Requirement:
Word for word, restate the lines from the one holding "pub fn context(&self, thread: &mut" through the end of the data below, including both endpoints and nothing more.
---------- Records for processing ----------
//! Shared setup for the integration tests

#![allow(dead_code)]

use std::sync::Arc;

use egl_translator::backend::headless::{HeadlessClient, HeadlessEngine};
use egl_translator::consts::*;
use egl_translator::{
    ConfigId, ContextHandle, DisplayHandle, Egl, EglThread, GlesVersion, NativeDisplayId,
    SurfaceHandle, TranslatorConfig,
};

/// Host config with RGBA8888, depth 24 and stencil 8 for windows and pbuffers
pub const RGBA8888: ConfigId = ConfigId(1);
/// Host config with RGBA8888 and no depth, pbuffers only
pub const RGBA8888_PBUFFER: ConfigId = ConfigId(2);
/// Host config with RGB888, depth 24, stencil 8 and 4 samples
pub const RGB888: ConfigId = ConfigId(3);
/// RGB565 copy of `RGB888` added at initialization
pub const RGB565: ConfigId = ConfigId(4);

pub struct Harness {
    pub egl: Egl,
    pub engine: HeadlessEngine,
    pub es1: Arc<HeadlessClient>,
    pub es2: Arc<HeadlessClient>,
    pub display: DisplayHandle,
}

impl Harness {
    /// Initialized display with both client APIs registered
    pub fn new() -> (Self, EglThread) {
        Self::with_options(TranslatorConfig::default())
    }

    pub fn with_options(options: TranslatorConfig) -> (Self, EglThread) {
        let (harness, mut thread) = Self::uninitialized(options);
        harness.egl.initialize(&mut thread, harness.display).unwrap();
        (harness, thread)
    }

    pub fn uninitialized(options: TranslatorConfig) -> (Self, EglThread) {
        let engine = HeadlessEngine::new();
        let egl = Egl::new(Arc::new(engine.clone()), options);
        let es1 = Arc::new(HeadlessClient::new(GlesVersion::V1_1));
        let es2 = Arc::new(HeadlessClient::new(GlesVersion::V2_0));
        egl.register_client_api(es1.clone());
        egl.register_client_api(es2.clone());

        let display = egl.get_display(NativeDisplayId(0)).unwrap();
        (
            Self {
                egl,
                engine,
                es1,
                es2,
                display,
            },
            EglThread::new(),
        )
    }

    pub fn pbuffer(&self, thread: &mut EglThread, config: ConfigId) -> SurfaceHandle {
        self.egl
            .create_pbuffer_surface(
                thread,
                self.display,
                config,
                &[EGL_WIDTH, 64, EGL_HEIGHT, 64, EGL_NONE],
            )
            .unwrap()
    }

    pub fn window(&self, thread: &mut EglThread, config: ConfigId) -> SurfaceHandle {
        let window = self.engine.create_window(320, 240);
        self.egl
            .create_window_surface(thread, self.display, config, window, &[EGL_NONE])
            .unwrap()
    }

    pub fn context(&self, thread: &mut EglThread, share: Option<ContextHandle>) -> ContextHandle {
        self.egl
            .create_context(thread, self.display, RGBA8888, share, &[EGL_NONE])
            .unwrap()
    }

    pub fn es2_context(&self, thread: &mut EglThread) -> ContextHandle {
        self.egl
            .create_context(
                thread,
                self.display,
                RGBA8888,
                None,
                &[EGL_CONTEXT_CLIENT_VERSION, 2, EGL_NONE],
            )
            .unwrap()
    }

    /// Bind `context` with one pbuffer as read and draw surface
    pub fn bind(&self, thread: &mut EglThread, surface: SurfaceHandle, context: ContextHandle) {
        self.egl
            .make_current(thread, self.display, Some(surface), Some(surface), Some(context))
            .unwrap();
    }
}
----------
Reply to the task:
    pub fn context(&self, thread: &mut EglThread, share: Option<ContextHandle>) -> ContextHandle {
        self.egl
            .create_context(thread, self.display, RGBA8888, share, &[EGL_NONE])
            .unwrap()
    }

    pub fn es2_context(&self, thread: &mut EglThread) -> ContextHandle {
        self.egl
            .create_context(
                thread,
                self.display,
                RGBA8888,
                None,
                &[EGL_CONTEXT_CLIENT_VERSION, 2, EGL_NONE],
            )
            .unwrap()
    }

    /// Bind `context` with one pbuffer as read and draw surface
    pub fn bind(&self, thread: &mut EglThread, surface: SurfaceHandle, context: ContextHandle) {
        self.egl
            .make_current(thread, self.display, Some(surface), Some(surface), Some(context))
            .unwrap();
    }
}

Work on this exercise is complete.